BusinessMeet2One of the most frequently requested topics for ACFE lead instruction concerns the art of fraud interviewing, one of the most complex and crucial disciplines of the many comprising the fraud examination process.  And at the heart of the interviewing process lies communication.  As we all know, communication is the process of effectively sending and receiving information, thoughts, and feelings. First and foremost, an effective interviewer is an effective communicator and being an effective communicator depends on building rapport. According to the ACFE, if you don’t establish rapport with a subject at the outset of the fraud interview, the possibilities of your spotting anything are very low. Rapport is the establishment of a connection between two individuals that is based on some level of trust and a belief in the existence of a relationship that is mutually beneficial to both parties.

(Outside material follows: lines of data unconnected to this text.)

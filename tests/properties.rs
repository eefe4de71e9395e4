mod common;

use common::*;
use esign_workflow::models::{Document, DocumentStatus, OrderMode, Recipient, RecipientStatus};
use esign_workflow::order::signers_in_order;
use esign_workflow::store::Store;
use esign_workflow::{DocumentId, Error};
use proptest::prelude::*;

#[derive(Clone, Debug)]
enum Op {
    View(usize),
    Fill(usize),
    Sign(usize),
    Decline(usize),
    Resend(usize),
    Void,
    Advance(i64),
}

fn op() -> impl Strategy<Value = Op> {
    prop_oneof![
        4 => (0..4usize).prop_map(Op::View),
        4 => (0..4usize).prop_map(Op::Fill),
        4 => (0..4usize).prop_map(Op::Sign),
        1 => (0..4usize).prop_map(Op::Decline),
        1 => (0..4usize).prop_map(Op::Resend),
        1 => Just(Op::Void),
        1 => (1..400i64).prop_map(Op::Advance),
    ]
}

fn mode() -> impl Strategy<Value = OrderMode> {
    prop_oneof![Just(OrderMode::Parallel), Just(OrderMode::Sequential)]
}

fn runtime() -> tokio::runtime::Runtime {
    tokio::runtime::Builder::new_current_thread().enable_all().build().unwrap()
}

async fn apply(h: &Harness, document_id: DocumentId, signers: &[esign_workflow::RecipientId], op: &Op) {
    let pick = |i: &usize| signers[*i % signers.len()];
    match op {
        Op::View(i) => {
            let _ = h.engine.view(&access(h, document_id, pick(i)), &meta());
        }
        Op::Fill(i) => {
            let a = access(h, document_id, pick(i));
            if let Ok(fields) = h.engine.fields_for_recipient(&a) {
                for f in fields {
                    let _ = h.engine.set_field_value(&a, f.id, SIGNATURE, &meta());
                }
            }
        }
        Op::Sign(i) => {
            let _ = h.engine.finish_signing(&access(h, document_id, pick(i)), &meta()).await;
        }
        Op::Decline(i) => {
            let _ = h.engine.decline(&access(h, document_id, pick(i)), "terms changed", &meta()).await;
        }
        Op::Resend(i) => {
            let _ = h.engine.resend(document_id, pick(i)).await;
        }
        Op::Void => {
            let _ = h.engine.void_document(document_id, &owner(), "withdrawn");
        }
        Op::Advance(hours) => h.clock.advance(chrono::Duration::hours(*hours)),
    }
}

fn check_invariants(document: &Document, recipients: &[Recipient]) -> Result<(), TestCaseError> {
    prop_assert!(document.signed_count <= document.total_signers);
    prop_assert!(document.is_consistent());

    let signers = signers_in_order(recipients);
    let all_signed = signers.iter().all(|r| r.status == RecipientStatus::Signed);
    prop_assert_eq!(document.status == DocumentStatus::Completed, all_signed);
    prop_assert_eq!(
        document.signed_count as usize,
        signers.iter().filter(|r| r.status == RecipientStatus::Signed).count()
    );

    if document.order_mode == OrderMode::Sequential {
        let active = signers.iter().filter(|r| r.status.is_active()).count();
        prop_assert!(active <= 1);
        if let Some(pos) = signers.iter().position(|r| r.status.is_active()) {
            prop_assert!(signers[..pos].iter().all(|r| r.status == RecipientStatus::Signed));
        }
    }
    if document.status.is_terminal() && document.status != DocumentStatus::Completed {
        prop_assert!(recipients.iter().all(|r| r.token.is_none()));
    }
    Ok(())
}

proptest! {
    #![proptest_config(ProptestConfig::with_cases(64))]

    #[test]
    fn workflow_invariants_hold_after_every_operation(
        mode in mode(),
        orders in prop::collection::vec(0..3i32, 1..4),
        ops in prop::collection::vec(op(), 1..40),
    ) {
        let rt = runtime();
        rt.block_on(async {
            let h = harness();
            let recipients = orders
                .iter()
                .enumerate()
                .map(|(i, o)| signer(&format!("Signer{}", i), *o))
                .collect();
            let (document, _) = prepared(&h, mode, recipients).await;
            h.engine.send_document(document.id).await.unwrap();
            let signers = h.engine.recipients(document.id).unwrap().iter().map(|r| r.id).collect::<Vec<_>>();

            let mut previous_log = h.engine.audit_log(document.id).unwrap();
            for op in &ops {
                apply(&h, document.id, &signers, op).await;

                let stored = h.engine.document(document.id).unwrap();
                let recipients = h.engine.recipients(document.id).unwrap();
                check_invariants(&stored, &recipients)?;

                let log = h.engine.audit_log(document.id).unwrap();
                prop_assert!(log.len() >= previous_log.len());
                prop_assert_eq!(&log[..previous_log.len()], &previous_log[..]);
                prop_assert!(esign_workflow::audit::verify_chain(document.id, &log).is_ok());
                previous_log = log;
            }
            Ok::<(), TestCaseError>(())
        })?;
    }

    #[test]
    fn nobody_writes_another_recipients_field(
        mode in mode(),
        n in 2..5usize,
        actor in 0..5usize,
        victim in 0..5usize,
        viewed in any::<bool>(),
    ) {
        let actor = actor % n;
        let victim = victim % n;
        prop_assume!(actor != victim);

        let rt = runtime();
        rt.block_on(async {
            let h = harness();
            let recipients = (0..n).map(|i| signer(&format!("Signer{}", i), i as i32)).collect();
            let (document, ids) = prepared(&h, mode, recipients).await;
            h.engine.send_document(document.id).await.unwrap();

            let victim_field = h
                .engine
                .store()
                .transaction(|tx| tx.fields(document.id))
                .unwrap()
                .into_iter()
                .find(|f| f.recipient_id == ids[victim])
                .unwrap();

            let a = access(&h, document.id, ids[actor]);
            if viewed {
                let _ = h.engine.view(&a, &meta());
            }
            let res = h.engine.set_field_value(&a, victim_field.id, SIGNATURE, &meta());
            prop_assert!(
                matches!(res, Err(Error::Validation(_)) | Err(Error::PreconditionFailed(_))),
                "unexpected result {:?}", res
            );

            let after = h
                .engine
                .store()
                .transaction(|tx| tx.fields(document.id))
                .unwrap()
                .into_iter()
                .find(|f| f.id == victim_field.id)
                .unwrap();
            prop_assert!(after.value.is_none());
            Ok::<(), TestCaseError>(())
        })?;
    }
}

The interviewer who thinks s/he will find a cooperative subject without making a connection with that individual is in for a disappointment. Rapport is determined by our attitude toward the subject. Just as we as interviewers use our powers of perception to “read” the subject, the subject reads us as well. If he senses condemnation, superiority, hostility, or deceit, you can expect little but superficial cooperation from any interaction.  Besides, above all else, as the experts tell us, we are professionals. As professionals, personal judgments have no place in an interview setting. Our job is to gather information empirically, objectively, and without prejudice towards our subjects.  Why do we identify with and speak more freely to some people than to others? We’re naturally drawn to those with whom we share similar characteristics and identities. Techniques and tools are important, but only to the extent that they complement our attitude toward the interview process. So, effective communication is, in this important sense,  not what we do – it’s who we are.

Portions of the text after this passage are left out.